The Writers Who Read series continues this week with Jane Carter Barrett.
Who are you?
My name is Jane Carter Barrett and I attended Duke University and the University of Texas School of Law. Although I was born in Maryland and raised in New York, I currently live in Austin, Texas with my family. I continue to dabble in the legal field, but strongly prefer to run, swim, write, play the harp and, of course, read a good book. In February, I published my first novel, Antonia Barclay and Her Scottish Claymore, which is a romantic comedy that mixes adventure and history with light-hearted humor.
Which book or series was your gateway into the world of reading?
When I was very young, the Laura Ingalls Wilder Little House series was one of my favorites to read. As I grew older, the English classics drew my interest, especially Jane Austen, Charles Dickens, the Bronte sisters, Thomas Hardy, Catherine Cookson, Agatha Christie, and John Galsworthy. As for American authors, Margaret Mitchell, Edna Ferber and David McCullough are particular favorites. I also love anything historical (my major at Duke) and enjoy period pieces that blend fact and fiction.
Nowadays, what makes you crack open a book instead of pressing play on your favorite Netflix show?

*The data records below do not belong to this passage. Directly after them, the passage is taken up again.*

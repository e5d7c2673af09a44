// Copyright (C) 2026 Fred Clausen
// Use of this source code is governed by an MIT-style
// license that can be found in the LICENSE file or at
// https://opensource.org/licenses/MIT.

use crate::error::DomainError;
use serde::{Deserialize, Serialize};
use std::str::FromStr;

/// Number of items in the personality inventory.
pub const PERSONALITY_ITEM_COUNT: usize = 10;

/// Number of candidate teammate profiles in the catalogue.
pub const PROFILE_COUNT: usize = 19;

/// Number of profiles a participant picks for their final team.
pub const FINAL_SELECTION_SIZE: usize = 4;

/// Reference to a catalogue profile as sent by a participant.
///
/// References are stored as given; they are not checked against the
/// catalogue's id range.
pub type ProfileId = u32;

/// Qualitative level of a single personality trait.
#[derive(Debug, Clone, Copy, PartialEq, Eq, Hash, Serialize, Deserialize)]
pub enum TraitLevel {
    /// Low expression of the trait.
    Low,
    /// Moderate expression of the trait.
    Moderate,
    /// High expression of the trait.
    High,
}

impl TraitLevel {
    /// Returns the label used in the catalogue.
    #[must_use]
    pub const fn as_str(&self) -> &'static str {
        match self {
            Self::Low => "Low",
            Self::Moderate => "Moderate",
            Self::High => "High",
        }
    }
}

impl FromStr for TraitLevel {
    type Err = DomainError;

    fn from_str(s: &str) -> Result<Self, Self::Err> {
        match s {
            "Low" => Ok(Self::Low),
            "Moderate" => Ok(Self::Moderate),
            "High" => Ok(Self::High),
            _ => Err(DomainError::InvalidTraitLevel(s.to_string())),
        }
    }
}

impl std::fmt::Display for TraitLevel {
    fn fmt(&self, f: &mut std::fmt::Formatter<'_>) -> std::fmt::Result {
        write!(f, "{}", self.as_str())
    }
}

/// A participant's decision about one candidate profile.
#[derive(Debug, Clone, Copy, PartialEq, Eq, Hash, Serialize, Deserialize, Default)]
#[serde(rename_all = "snake_case")]
pub enum ProfileDecision {
    /// The participant would work with this person.
    Yes,
    /// The participant would not work with this person.
    No,
    /// The participant is undecided.
    Maybe,
    /// The participant never opened this profile.
    #[default]
    NotViewed,
}

impl ProfileDecision {
    /// Returns the value recorded in the response archive.
    #[must_use]
    pub const fn as_str(&self) -> &'static str {
        match self {
            Self::Yes => "yes",
            Self::No => "no",
            Self::Maybe => "maybe",
            Self::NotViewed => "not_viewed",
        }
    }
}

impl FromStr for ProfileDecision {
    type Err = DomainError;

    fn from_str(s: &str) -> Result<Self, Self::Err> {
        match s {
            "yes" => Ok(Self::Yes),
            "no" => Ok(Self::No),
            "maybe" => Ok(Self::Maybe),
            "not_viewed" => Ok(Self::NotViewed),
            _ => Err(DomainError::InvalidDecision(s.to_string())),
        }
    }
}

impl std::fmt::Display for ProfileDecision {
    fn fmt(&self, f: &mut std::fmt::Formatter<'_>) -> std::fmt::Result {
        write!(f, "{}", self.as_str())
    }
}

/// Local wall-clock time of a store write.
///
/// Rendered as `YYYY-MM-DD HH:MM:SS` with no offset.
#[derive(Debug, Clone, PartialEq, Eq, PartialOrd, Ord, Serialize, Deserialize)]
#[serde(transparent)]
pub struct Timestamp(String);

impl Timestamp {
    /// Format used for every persisted timestamp.
    pub const FORMAT: &'static str = "%Y-%m-%d %H:%M:%S";

    /// Captures the current local time.
    #[must_use]
    pub fn now_local() -> Self {
        Self::from_naive(chrono::Local::now().naive_local())
    }

    /// Renders an arbitrary naive date-time in the persisted format.
    #[must_use]
    pub fn from_naive(value: chrono::NaiveDateTime) -> Self {
        Self(value.format(Self::FORMAT).to_string())
    }

    /// Returns the rendered timestamp.
    #[must_use]
    pub fn as_str(&self) -> &str {
        &self.0
    }
}

impl std::fmt::Display for Timestamp {
    fn fmt(&self, f: &mut std::fmt::Formatter<'_>) -> std::fmt::Result {
        f.write_str(&self.0)
    }
}

/// A submitted answer as it will be archived.
///
/// Values the survey understands are kept typed; anything else the client
/// sent is kept as its raw text so the submission is archived as-is.
#[derive(Debug, Clone, PartialEq, Eq)]
pub enum Answer<T> {
    /// A value of the expected kind.
    Recognised(T),
    /// Any other value, exactly as sent.
    Verbatim(String),
}

impl<T> Answer<T> {
    /// Returns the typed value, if the answer was recognised.
    #[must_use]
    pub const fn recognised(&self) -> Option<&T> {
        match self {
            Self::Recognised(value) => Some(value),
            Self::Verbatim(_) => None,
        }
    }
}

impl<T> From<T> for Answer<T> {
    fn from(value: T) -> Self {
        Self::Recognised(value)
    }
}

impl<T: std::fmt::Display> std::fmt::Display for Answer<T> {
    fn fmt(&self, f: &mut std::fmt::Formatter<'_>) -> std::fmt::Result {
        match self {
            Self::Recognised(value) => value.fmt(f),
            Self::Verbatim(text) => f.write_str(text),
        }
    }
}
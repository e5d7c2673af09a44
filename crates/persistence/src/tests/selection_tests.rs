// Copyright (C) 2026 Fred Clausen
// Use of this source code is governed by an MIT-style
// license that can be found in the LICENSE file or at
// https://opensource.org/licenses/MIT.

use tempfile::TempDir;
use traitpilot_domain::SelectionEntry;

use super::{create_test_dir, create_test_paths, create_test_timestamp};
use crate::{Lookup, SelectionStore};

fn store_in(dir: &TempDir) -> SelectionStore {
    SelectionStore::new(create_test_paths(dir).selections)
}

#[test]
fn test_put_then_get_returns_lists_and_timestamp() {
    let dir: TempDir = create_test_dir();
    let store: SelectionStore = store_in(&dir);

    store.put_selection("u1", vec![1, 2], vec![3]).unwrap();

    let entry: SelectionEntry = store.get_selection("u1").unwrap().found().unwrap();
    assert_eq!(entry.yes_profiles, vec![1, 2]);
    assert_eq!(entry.maybe_profiles, vec![3]);
    assert_eq!(entry.timestamp.as_str().len(), 19);
}

#[test]
fn test_get_before_store_exists_is_no_store() {
    let dir: TempDir = create_test_dir();
    let store: SelectionStore = store_in(&dir);

    assert_eq!(store.get_selection("unknown").unwrap(), Lookup::NoStore);
    assert!(!store.path().exists());
}

#[test]
fn test_get_unknown_user_after_store_exists_is_missing() {
    let dir: TempDir = create_test_dir();
    let store: SelectionStore = store_in(&dir);

    store.put_selection("u1", vec![1], Vec::new()).unwrap();

    assert_eq!(store.get_selection("unknown").unwrap(), Lookup::Missing);
}

#[test]
fn test_second_write_replaces_lists_without_merging() {
    let dir: TempDir = create_test_dir();
    let store: SelectionStore = store_in(&dir);

    store
        .put_selection_at("u1", vec![1, 2, 3], vec![4], create_test_timestamp(9))
        .unwrap();
    store
        .put_selection_at("u1", vec![5], Vec::new(), create_test_timestamp(10))
        .unwrap();

    let entry: SelectionEntry = store.get_selection("u1").unwrap().found().unwrap();
    assert_eq!(
        entry,
        SelectionEntry::new(vec![5], Vec::new(), create_test_timestamp(10))
    );
}

#[test]
fn test_writes_for_different_users_coexist() {
    let dir: TempDir = create_test_dir();
    let store: SelectionStore = store_in(&dir);

    store.put_selection("u1", vec![1], vec![]).unwrap();
    store.put_selection("u2", vec![2], vec![]).unwrap();

    assert_eq!(
        store.get_selection("u1").unwrap().found().unwrap().yes_profiles,
        vec![1]
    );
    assert_eq!(
        store.get_selection("u2").unwrap().found().unwrap().yes_profiles,
        vec![2]
    );
}

#[test]
fn test_profile_ids_are_not_range_checked() {
    let dir: TempDir = create_test_dir();
    let store: SelectionStore = store_in(&dir);

    store.put_selection("u1", vec![0, 250], vec![77]).unwrap();

    let entry: SelectionEntry = store.get_selection("u1").unwrap().found().unwrap();
    assert_eq!(entry.yes_profiles, vec![0, 250]);
    assert_eq!(entry.maybe_profiles, vec![77]);
}

#[test]
fn test_persisted_layout_matches_keyed_json_object() {
    let dir: TempDir = create_test_dir();
    let store: SelectionStore = store_in(&dir);

    store
        .put_selection_at("u1", vec![1, 2], vec![3], create_test_timestamp(8))
        .unwrap();

    let value: serde_json::Value =
        serde_json::from_str(&std::fs::read_to_string(store.path()).unwrap()).unwrap();
    assert_eq!(
        value,
        serde_json::json!({
            "u1": {
                "yes_profiles": [1, 2],
                "maybe_profiles": [3],
                "timestamp": "2025-04-01 08:30:00",
            }
        })
    );
}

In general, I would rather read a book than watch TV, because I love words, especially the printed word. However, I adore the Miss Fisher’s Murder Mysteries series put on by the Australian Broadcast Corporation. The story is set in 1920’s Melbourne and full of sharp-witted dialogue, marvelous acting, intelligent and well-developed characters, gorgeous scenery, and absolutely the most phenomenal costume designs I’ve ever seen—and I’m not even into clothes! But circling back to books, any book with a really good story is the best reason to crack it open and dig right in! Oftentimes I find that biographies, autobiographies, and the “fact/fiction blend” genre provide the most riveting and compelling stories. I recently finished Lady Antonia Fraser’s autobiography and thoroughly enjoyed it.
Which authors are auto-buys for you? Why?

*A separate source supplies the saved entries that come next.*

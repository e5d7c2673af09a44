// Copyright (C) 2026 Fred Clausen
// Use of this source code is governed by an MIT-style
// license that can be found in the LICENSE file or at
// https://opensource.org/licenses/MIT.

#![allow(clippy::expect_used, clippy::unwrap_used)]

mod final_selection_tests;
mod selection_tests;

use chrono::NaiveDate;
use tempfile::TempDir;
use traitpilot_domain::{Answer, ProfileDecision, SubmissionRecord, Timestamp};

use crate::StorePaths;

pub fn create_test_dir() -> TempDir {
    tempfile::tempdir().expect("Failed to create temp dir")
}

pub fn create_test_paths(dir: &TempDir) -> StorePaths {
    StorePaths::in_dir(dir.path())
}

pub fn create_test_timestamp(hour: u32) -> Timestamp {
    Timestamp::from_naive(
        NaiveDate::from_ymd_opt(2025, 4, 1)
            .expect("Valid test date")
            .and_hms_opt(hour, 30, 0)
            .expect("Valid test time"),
    )
}

/// A fully populated submission with every decision set.
pub fn create_test_submission(participant_id: &str) -> SubmissionRecord {
    let mut record: SubmissionRecord =
        SubmissionRecord::new(participant_id).expect("Valid participant id");
    record.prolific_id = Some(String::from("PROLIFIC123"));
    record.start_time = Some(String::from("2025-04-01T10:00:00.000Z"));
    record.end_time = Some(String::from("2025-04-01T10:25:00.000Z"));
    for (index, score) in record.personality_scores.iter_mut().enumerate() {
        *score = Some(Answer::from(
            i64::try_from(index % 7 + 1).expect("small index"),
        ));
    }
    for (index, decision) in record.profile_decisions.iter_mut().enumerate() {
        *decision = Answer::from(match index % 3 {
            0 => ProfileDecision::Yes,
            1 => ProfileDecision::No,
            _ => ProfileDecision::Maybe,
        });
    }
    record.final_profiles = [1, 4, 7, 10].map(|id| Some(Answer::from(id)));
    record.open_ended_q1 = Some(String::from("Reliability and calm"));
    record.open_ended_q2 = Some(String::from("I picked people like me"));
    record.task_condition = Some(String::from("control"));
    record.age = Some(String::from("29"));
    record.gender = Some(String::from("female"));
    record.education_level = Some(String::from("bachelor"));
    record
}
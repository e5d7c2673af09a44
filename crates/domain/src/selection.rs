// Copyright (C) 2026 Fred Clausen
// Use of this source code is governed by an MIT-style
// license that can be found in the LICENSE file or at
// https://opensource.org/licenses/MIT.

use crate::error::DomainError;
use crate::types::{FINAL_SELECTION_SIZE, ProfileId, Timestamp};
use serde::{Deserialize, Serialize};

/// A participant's in-progress yes/maybe selections.
///
/// A new write for the same participant replaces the whole entry.
#[derive(Debug, Clone, PartialEq, Eq, Serialize, Deserialize)]
pub struct SelectionEntry {
    /// Profiles marked "yes", in the order the participant marked them.
    pub yes_profiles: Vec<ProfileId>,
    /// Profiles marked "maybe", in the order the participant marked them.
    pub maybe_profiles: Vec<ProfileId>,
    /// When the entry was written.
    pub timestamp: Timestamp,
}

impl SelectionEntry {
    #[must_use]
    pub const fn new(
        yes_profiles: Vec<ProfileId>,
        maybe_profiles: Vec<ProfileId>,
        timestamp: Timestamp,
    ) -> Self {
        Self {
            yes_profiles,
            maybe_profiles,
            timestamp,
        }
    }
}

/// Exactly four profiles chosen as a team.
///
/// The only way to build one is through `TryFrom<Vec<ProfileId>>`, so a
/// value of this type always satisfies the size rule.
#[derive(Debug, Clone, Copy, PartialEq, Eq)]
pub struct FinalSelection([ProfileId; FINAL_SELECTION_SIZE]);

impl FinalSelection {
    #[must_use]
    pub const fn profiles(&self) -> &[ProfileId; FINAL_SELECTION_SIZE] {
        &self.0
    }
}

impl TryFrom<Vec<ProfileId>> for FinalSelection {
    type Error = DomainError;

    fn try_from(profiles: Vec<ProfileId>) -> Result<Self, Self::Error> {
        let actual: usize = profiles.len();
        <[ProfileId; FINAL_SELECTION_SIZE]>::try_from(profiles)
            .map(Self)
            .map_err(|_| DomainError::InvalidFinalSelectionSize { actual })
    }
}

impl TryFrom<&[ProfileId]> for FinalSelection {
    type Error = DomainError;

    fn try_from(profiles: &[ProfileId]) -> Result<Self, Self::Error> {
        <[ProfileId; FINAL_SELECTION_SIZE]>::try_from(profiles)
            .map(Self)
            .map_err(|_| DomainError::InvalidFinalSelectionSize {
                actual: profiles.len(),
            })
    }
}

/// A participant's most recent final team selection.
#[derive(Debug, Clone, PartialEq, Eq, Serialize, Deserialize)]
pub struct FinalSelectionEntry {
    /// The four chosen profiles, in the order the participant listed them.
    pub final_profiles: Vec<ProfileId>,
    /// When the entry was written.
    pub timestamp: Timestamp,
}

impl FinalSelectionEntry {
    #[must_use]
    pub fn new(selection: FinalSelection, timestamp: Timestamp) -> Self {
        Self {
            final_profiles: selection.profiles().to_vec(),
            timestamp,
        }
    }
}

David McCullough, Lady Antonia Fraser, John Grisham (for the lawyer in me), and MC Beaton (the Agatha Raisin and Hamish Macbeth series) are definite auto-buys for me. Scottish author Rosamunde Pilcher and the late great Irish author, Maeve Binchy, are also particular favorites. I miss Maeve terribly, but I’m grateful to her husband who somehow manages to find more of her material to publish!
What is your book kryptonite–those unique settings, tropes, or character types that make you unable to resist reading?
Throw anything at me about Scotland or the Scots, and I’ll devour it, but I’m always drawn to a great story with strong character development, no matter the setting or topic.
What is your ideal time and place to read?
Nighttime is my ideal time to read and it helps settle me down, too. On the other hand, I have to be careful with certain books, like Grisham’s, and not read it immediately before bedtime or I run the risk of having vivid, disturbing dreams. I also look forward to traveling, because it affords me the opportunity to read with fewer distractions and limitations.
Are you a re-reader? Why or why not?
Oh, yes! I re-read constantly. I recently re-read a wonderful book by Paul Harding called Tinkers that is one of the most beautiful and captivating pieces of writing I’ve ever encountered. I think re-reading is extremely valuable with regards to more complex, multi-layered books such as Tinkers. It’s taken me several reads to understand the story fully as well as to comprehend the depth of emotion experienced by the characters and the motivation behind their actions. Viktor Frankl’s Man’s Search for Meaning is another book I’ve re-read so many times I’ve lost count.
Which books have had the biggest influence on your writing?
The Princess Bride and Pride and Prejudice are the two novels which most inspired me to write Antonia Barclay and Her Scottish Claymore. I attempted to blend the outlandish and over-the-top humor of Goldman’s book with the language, subtle wit and romantic themes of Austen’s. I have no idea if I succeeded, but nevertheless gave it my best shot and had a lot of fun in the process.
What makes a book a satisfying read for you?
Any book that is absorbing, thought provoking, and well written is a satisfying read for me. As I mentioned above, the confluence of a compelling story and solid character development instantly captures my attention and keeps me reading to the very last word. I know if it’s a good read if I think about the story throughout the day, even when I’m not reading, and look forward to immersing myself back into it at the end of the day.
What are you reading right now?
Currently, I’m reading Wings on My Sleeve by Captain Eric Brown and The Death and Rebirth of the Seneca by Anthony F.C. Wallace, both non-fiction. Next on my list is a novel by actor Sean Patrick Flanery called Jane Two. It was just released and I’m looking forward to attending his book signing at Book People in Austin next week!
Jane Carter Barrett attended Duke University and the University of Texas School of Law. She lives in Austin, and loves to read, write, and play the harp. Mary Queen of Scots and Jane Austen have been lifelong subjects of fascination for her. Antonia Barclay And Her Scottish Claymore is her debut novel.